Modernity refers to the transition of social life forms and structures in relation to specific time periods and geographical locations to a different environment and time. The transition from traditional modes of societies to urban-based societies entails the dawn of new kinds of social systems as they transition from consumer societies to information societies, which essentially is institutional changes (Giddens 2015, p. 1). This paper is a presentation of the key features expected of modern society as the main topic, as it transitions from traditional society to urbane and industrialized one being the subtopics, and uses examples as instructional words to illustrate this within the restrictions of sociological terms.
Modernity has elicited a great amount of discourse which is majorly philosophical and epistemological in nature, centring on history and knowledge to present the uniqueness of modern social institutions. Sociologically, the main features expected from the transition from traditional societies to industrialized urbane societies include; the speed of transformation, the scope of transformation, and the nature of current social establishments (Giddens 2015, p. 6). The speed of transformation of industrialized modern societies will be expected to be extreme as compared to traditional societies which are relatively less dynamic. Some sense of individualism and personal autonomy will be expected (Sociology: Open Textbook Library, 2016). The perfect example of this feature is with respect to technological growth in cities where almost every activity is done with technological and modern equipment such as modes of transport for example subways, and shopping systems which use online payment systems (Parsons & Turner, 2005). Modern urbane societies have a higher potential for absorption and embrace of technological advancement.

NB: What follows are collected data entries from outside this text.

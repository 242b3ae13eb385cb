/// Numeric conversion and formatting helpers.
///
/// This module converts operands to the text used by the infix description
/// and parses keyed-in entries back into numbers. Conversions never panic:
/// values that cannot be represented are reported as `None` or written out in
/// full.
pub mod num;
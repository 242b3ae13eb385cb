use logos::Logos;

use crate::{
    error::ParseError,
    keypad::Keypad,
    script::lexer::{LexerExtras, Token},
    util::num::parse_entry,
};

/// Runs an RPN script against a keypad and returns the value left on the
/// display.
///
/// Each word is pressed on the keypad in order: numbers are keyed in and
/// entered as soon as the next word arrives, names of known operators are
/// applied, and any other name is recalled as a variable. Words the engine
/// does not understand (an unknown operator symbol or an unbound variable)
/// are ignored, just like pressing a button that does nothing.
///
/// # Errors
/// Returns a [`ParseError`] for text that is not a word of the script
/// language, for number literals that overflow, and for a store arrow
/// without a variable name. Words before the error have already been
/// applied to the keypad.
///
/// # Example
/// ```
/// use rpnote::{keypad::Keypad, script::runner::run_script};
///
/// let mut keypad = Keypad::default();
/// let result = run_script("3 4 + 2 ×", &mut keypad).unwrap();
/// assert_eq!(result, Some(14.0));
/// assert_eq!(keypad.description(), "3+4×2");
/// ```
pub fn run_script(source: &str, keypad: &mut Keypad) -> Result<Option<f64>, ParseError> {
    let mut lexer = Token::lexer_with_extras(source, LexerExtras { line: 1 });

    while let Some(token) = lexer.next() {
        let line = lexer.extras.line;
        let Ok(token) = token else {
            return Err(ParseError::UnexpectedToken { token: lexer.slice().to_string(),
                                                     line });
        };

        match token {
            Token::Number(literal) => {
                if parse_entry(&literal).is_none() {
                    return Err(ParseError::InvalidNumber { literal, line });
                }
                if keypad.is_typing() {
                    keypad.enter();
                }
                keypad.key_in(&literal);
            },
            Token::Operator(symbol) => {
                keypad.operate(&symbol);
            },
            Token::Name(name) => {
                if keypad.engine().operators().contains(&name) {
                    keypad.operate(&name);
                } else {
                    keypad.recall(&name);
                }
            },
            Token::Store(name) => {
                keypad.store(&name);
            },
            Token::StoreArrow => return Err(ParseError::MissingVariableName { line }),
            Token::Clear => keypad.clear(),
            Token::Comment | Token::NewLine | Token::Ignored => {},
        }
    }

    if keypad.is_typing() {
        keypad.enter();
    }

    Ok(keypad.display())
}
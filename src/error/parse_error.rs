#[derive(Debug, Clone, PartialEq, Eq)]
/// Represents all errors that can occur while reading a script or a
/// command-line setting.
pub enum ParseError {
    /// Found text that is not a number, name, operator or keyword.
    UnexpectedToken {
        /// The offending text.
        token: String,
        /// The source line where the error occurred.
        line:  usize,
    },
    /// A number literal could not be read as a finite value.
    InvalidNumber {
        /// The literal as written.
        literal: String,
        /// The source line where the error occurred.
        line:    usize,
    },
    /// A store arrow (`→` or `->`) was not followed by a variable name.
    MissingVariableName {
        /// The source line where the error occurred.
        line: usize,
    },
    /// A variable preset was not of the form `NAME=VALUE`.
    InvalidAssignment {
        /// The setting as given.
        setting: String,
    },
}

impl std::fmt::Display for ParseError {
    fn fmt(&self, f: &mut std::fmt::Formatter<'_>) -> std::fmt::Result {
        match self {
            Self::UnexpectedToken { token, line } => {
                write!(f, "Error on line {line}: Unexpected token: {token}.")
            },
            Self::InvalidNumber { literal, line } => {
                write!(f, "Error on line {line}: Invalid number: {literal}.")
            },
            Self::MissingVariableName { line } => write!(f,
                                                         "Error on line {line}: Expected a variable name after the store arrow. Example: 7 →M"),
            Self::InvalidAssignment { setting } => write!(f,
                                                          "Invalid variable setting '{setting}'. Expected NAME=VALUE, for example M=7."),
        }
    }
}

impl std::error::Error for ParseError {}
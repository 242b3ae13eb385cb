//! # rpnote
//!
//! rpnote is a reverse Polish notation calculator engine written in Rust.
//! It keeps every operand, variable and operator that was entered on a
//! program stack, evaluates that stack on demand, and renders it back as
//! readable infix text such as `3+4, √(9)`.

#![warn(
    clippy::redundant_clone,
    clippy::needless_pass_by_value,
    clippy::similar_names,
    clippy::large_enum_variant,
    clippy::string_lit_as_bytes,
    clippy::match_same_arms,
    clippy::cargo,
    clippy::nursery,
    clippy::perf,
    clippy::style,
    clippy::suspicious,
    clippy::correctness,
    clippy::complexity,
    clippy::pedantic,
    //missing_docs,
)]
#![allow(clippy::missing_errors_doc)]

use crate::{config::Config, keypad::Keypad, script::runner::run_script};

/// Settings for the command-line front end.
///
/// Gathers the options that shape a run: whether the description is printed,
/// how operands are rendered, and which variables are bound up front.
pub mod config;
/// The expression engine.
///
/// This module owns the program stack and everything that operates on it:
/// the token model, the operator and variable tables, the recursive
/// evaluator and its mirror image, the infix renderer.
///
/// # Responsibilities
/// - Appends operands, variable references and operators to the program.
/// - Evaluates the program without mutating it.
/// - Describes the program as a list of infix expressions.
pub mod engine;
/// Provides error types for script and setting input.
///
/// The engine reports the absence of a result as `None`. Errors only arise at
/// the outer surfaces, when text has to be turned into keypad presses.
pub mod error;
/// The keypad collaborator.
///
/// Buffers digits as they are keyed in and forwards complete entries,
/// operators, recalls and stores to the engine, keeping track of what the
/// display shows.
pub mod keypad;
/// Scripted keypad input.
///
/// Tokenizes RPN scripts and replays them on a keypad.
pub mod script;
/// General utilities for numeric conversion and formatting.
pub mod util;

/// Runs a script and prints its result.
///
/// The result is printed on its own line. With [`Config::describe`] set, the
/// infix description is printed in front of it, followed by `=`. A script
/// without a result prints `?` in place of the value when describing and
/// nothing otherwise.
///
/// # Errors
/// Returns an error if the script contains text that cannot be tokenized.
///
/// # Examples
/// ```
/// use rpnote::{config::Config, get_result};
///
/// let res = get_result("5 3 −", &Config::default());
/// assert!(res.is_ok());
///
/// // `@` is not part of the script language.
/// let res = get_result("5 @", &Config::default());
/// assert!(res.is_err());
/// ```
pub fn get_result(source: &str, config: &Config) -> Result<(), Box<dyn std::error::Error>> {
    let mut keypad = Keypad::new(config.engine());
    let result = run_script(source, &mut keypad)?;

    if config.describe {
        let value = result.map_or_else(|| "?".to_string(), |v| v.to_string());
        println!("{} = {value}", keypad.description());
    } else if let Some(v) = result {
        println!("{v}");
    }

    Ok(())
}
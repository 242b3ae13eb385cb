use std::fs;

use clap::Parser;
use rpnote::{
    config::{Config, parse_variable_setting},
    engine::core::OperandStyle,
    get_result,
};

/// rpnote is a reverse Polish notation calculator that also tells you, in
/// infix form, what you have entered.
#[derive(Parser, Debug)]
#[command(version, about, long_about = None)]
struct Args {
    /// Tells rpnote to look at a file instead of a script.
    #[arg(short, long)]
    file: bool,

    /// Prints the infix description of the program along with the result.
    #[arg(short, long)]
    describe: bool,

    /// Writes operands in full in the description instead of truncating
    /// them to whole numbers.
    #[arg(short, long)]
    exact: bool,

    /// Logs every push and evaluation. `RUST_LOG` takes precedence.
    #[arg(short, long)]
    verbose: bool,

    /// Binds a variable before the script runs, for example `--set M=7`.
    #[arg(long = "set", value_name = "NAME=VALUE", value_parser = parse_variable_setting)]
    variables: Vec<(String, f64)>,

    contents: String,
}

fn main() {
    let args = Args::parse();

    let level = if args.verbose {
        log::LevelFilter::Debug
    } else {
        log::LevelFilter::Warn
    };
    env_logger::Builder::new().filter_level(level)
                              .parse_default_env()
                              .init();

    let script = if args.file {
        fs::read_to_string(&args.contents).unwrap_or_else(|_| {
            eprintln!("Failed to read the input file '{}'. Perhaps this file does not exist?",
                      &args.contents);
            std::process::exit(1);
        })
    } else {
        args.contents
    };

    let config = Config { describe:      args.describe,
                          operand_style: if args.exact {
                              OperandStyle::Exact
                          } else {
                              OperandStyle::Truncated
                          },
                          variables:     args.variables, };

    if let Err(e) = get_result(&script, &config) {
        eprintln!("{e}");
        std::process::exit(1);
    }
}
use std::collections::HashMap;

use crate::engine::token::{BinaryFn, Token, UnaryFn};

/// Symbol for multiplication.
pub const MULTIPLY: &str = "×";
/// Symbol for division.
pub const DIVIDE: &str = "÷";
/// Symbol for addition.
pub const ADD: &str = "+";
/// Symbol for subtraction. This is the unicode minus sign, not a hyphen.
pub const SUBTRACT: &str = "−";
/// Symbol for the square root.
pub const SQUARE_ROOT: &str = "√";
/// Symbol for the sine function.
pub const SINE: &str = "sin";
/// Symbol for the cosine function.
pub const COSINE: &str = "cos";
/// Name of the pre-registered circle constant.
pub const PI: &str = "π";

/// Maps operator symbols to the token pushed when the operator is applied.
#[derive(Debug, Clone, Default)]
pub struct OperatorRegistry {
    known: HashMap<String, Token>,
}

impl OperatorRegistry {
    /// Creates a registry without any operators.
    #[must_use]
    pub fn empty() -> Self {
        Self::default()
    }

    /// Creates a registry holding the built-in operator set: `×`, `÷`, `+`,
    /// `−`, `√`, `sin` and `cos`.
    ///
    /// Binary operators receive the top of the stack first, so `÷` and `−`
    /// compute `second ÷ first` and `second − first`.
    ///
    /// # Example
    /// ```
    /// use rpnote::engine::{registry::OperatorRegistry, token::Token};
    ///
    /// let registry = OperatorRegistry::builtin();
    /// let Some(Token::BinaryOp(_, subtract)) = registry.get("−") else {
    ///     panic!("subtraction is built in");
    /// };
    /// // 5 was pushed first, 3 is on top.
    /// assert_eq!(subtract(3.0, 5.0), 2.0);
    /// ```
    #[must_use]
    pub fn builtin() -> Self {
        let mut registry = Self::empty();
        registry.learn_binary(MULTIPLY, |first, second| first * second);
        registry.learn_binary(DIVIDE, |first, second| second / first);
        registry.learn_binary(ADD, |first, second| first + second);
        registry.learn_binary(SUBTRACT, |first, second| second - first);
        registry.learn_unary(SQUARE_ROOT, f64::sqrt);
        registry.learn_unary(SINE, f64::sin);
        registry.learn_unary(COSINE, f64::cos);
        registry
    }

    /// Registers a unary operator, replacing any operator with the same
    /// symbol.
    pub fn learn_unary(&mut self, symbol: &str, function: UnaryFn) {
        self.learn(Token::UnaryOp(symbol.to_string(), function));
    }

    /// Registers a binary operator, replacing any operator with the same
    /// symbol.
    pub fn learn_binary(&mut self, symbol: &str, function: BinaryFn) {
        self.learn(Token::BinaryOp(symbol.to_string(), function));
    }

    /// Registers an operator token under its own symbol.
    fn learn(&mut self, token: Token) {
        if let Some(symbol) = token.symbol() {
            self.known.insert(symbol.to_string(), token);
        }
    }

    /// Looks up the token for `symbol`.
    #[must_use]
    pub fn get(&self, symbol: &str) -> Option<&Token> {
        self.known.get(symbol)
    }

    /// Returns `true` if `symbol` names a known operator.
    #[must_use]
    pub fn contains(&self, symbol: &str) -> bool {
        self.known.contains_key(symbol)
    }

    /// Returns the known symbols in sorted order.
    #[must_use]
    pub fn symbols(&self) -> Vec<&str> {
        let mut symbols: Vec<&str> = self.known.keys().map(String::as_str).collect();
        symbols.sort_unstable();
        symbols
    }
}

/// Variable bindings, read late when the program is evaluated.
#[derive(Debug, Clone)]
pub struct VariableTable {
    values: HashMap<String, f64>,
}

impl Default for VariableTable {
    fn default() -> Self {
        Self::new()
    }
}

impl VariableTable {
    /// Creates a table that only binds `π`.
    #[must_use]
    pub fn new() -> Self {
        Self { values: HashMap::from([(PI.to_string(), std::f64::consts::PI)]) }
    }

    #[must_use]
    pub fn get(&self, name: &str) -> Option<f64> {
        self.values.get(name).copied()
    }

    pub fn set(&mut self, name: &str, value: f64) {
        self.values.insert(name.to_string(), value);
    }

    #[must_use]
    pub fn contains(&self, name: &str) -> bool {
        self.values.contains_key(name)
    }
}
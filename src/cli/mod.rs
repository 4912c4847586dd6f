use clap::{Parser, Subcommand};
use eyre::Result;

mod config;
mod fan;
mod serve;

#[derive(Parser)]
#[command(version, about)]
struct Cli {
    #[command(subcommand)]
    command: Command,
}

#[derive(Subcommand)]
pub enum Command {
    /// Print the parsed configuration
    Config {
        #[arg(short, long, default_value = "config.yaml")]
        config: String,
    },

    /// Drive a single fan relay interactively
    Fan {
        #[arg(short, long)]
        pin: u8,
        /// Relay boards that energize on a high output level
        #[arg(long)]
        active_high: bool,
    },

    /// Run the controller and its HTTP API
    Serve {
        #[arg(short, long, default_value = "config.yaml")]
        config: String,
        #[arg(short, long)]
        port: Option<u16>,
    },
}

pub async fn run() -> Result<()> {
    match Cli::parse().command {
        Command::Config { config } => self::config::read_and_print(&config).await,
        Command::Fan { pin, active_high } => self::fan::run(pin, !active_high),
        Command::Serve { config, port } => self::serve::launch(&config, port).await,
    }
}
use serde::{Deserialize, Serialize};
use strum::{Display, EnumString};

/// Commanded state of a fan relay, stored as `ON`/`OFF` in durable rows.
#[derive(Copy, Clone, Debug, Deserialize, Display, EnumString, Eq, PartialEq, Serialize)]
#[serde(rename_all = "UPPERCASE")]
#[strum(serialize_all = "UPPERCASE")]
pub enum FanStatus {
    On,
    Off,
}

impl FanStatus {
    pub fn is_on(self) -> bool {
        matches!(self, FanStatus::On)
    }
}

/// One room's fan: which hardware pin drives it and what state it was last
/// commanded into. `last_co2` is runtime-only display data and is never
/// persisted.
#[derive(Clone, Debug, Deserialize, Eq, PartialEq, Serialize)]
pub struct FanAssignment {
    pub room: String,
    pub status: FanStatus,
    pub pin: u8,
    #[serde(skip_serializing_if = "Option::is_none")]
    pub last_co2: Option<u32>,
}

impl FanAssignment {
    pub fn new(room: impl Into<String>, pin: u8) -> Self {
        FanAssignment {
            room: room.into(),
            status: FanStatus::Off,
            pin,
            last_co2: None,
        }
    }
}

The scope of transformation is a feature that underscores the interconnection of the varied geographical areas with each other with respect to social transformation of any kind. Sociologically, this has led to such considerations as national sociological structures and global sociological organizations which constitute the sociopolitical factors such as domination, power, capital, and risks (Beck 2016, p. 258). In addition, urbane societies are heterogeneous societies with weaker social bonds (Sociology: Open Textbook Library, 2016). Whilst the traditional societies are industrial; that is, organization of society with respect to industry, goods, health, education, social welfare, and political movements, the urbane societies are expected to be characterized by a risk which is borderless in its distribution and apt examples of this feature of the industrialized society is the nuclear radiation which some countries have exploited making the whole world share the fear of the risk of a world war breaking out (Genus 2007, p. 148). Another example is global warming which is not confined to one area but is rather the risk is shared globally due to pollution from industrialization in the cities.
The other expected feature of this transition is an alteration in the nature of social establishments in urbane societies where the traditional ways of thinking are lost. The organization of social forms and systems are different from the traditional ones, for example, the urbane political system is sociologically described as the nation-state, production is reliant on industrial power sources, products and compensated labor are commodified, trust in corporate environments and the forces of production portend dire effects on the ecosystem due to industrial emissions (Beck 2016, p. 259). Economic systems are capitalistic and global in nature for example the push by United Nations for global free trade tends to change the nature of trading activities; urbane societies will tend to undertake global trades with other societies. Political systems harbour parameters such as despotism which combines consolidated armed, political, and philosophical powers and a modern example is Stalinism which was a totalitarian form of government (Roginsky 2008). Many other sociopolitical practices are expected to be organized in a complex reconstitution referred to as “reflective cosmopolitization”.
Modernity transition is thus a complex process with impetus on separation of periods and space which provides the ability to zone the societal forms, the growth of dis-embedding schemes which serves to reorganize social relations in different locations and reflexive knowledge application which incorporates the application of knowledge in the daily social life (Giddens 2015, p. 53).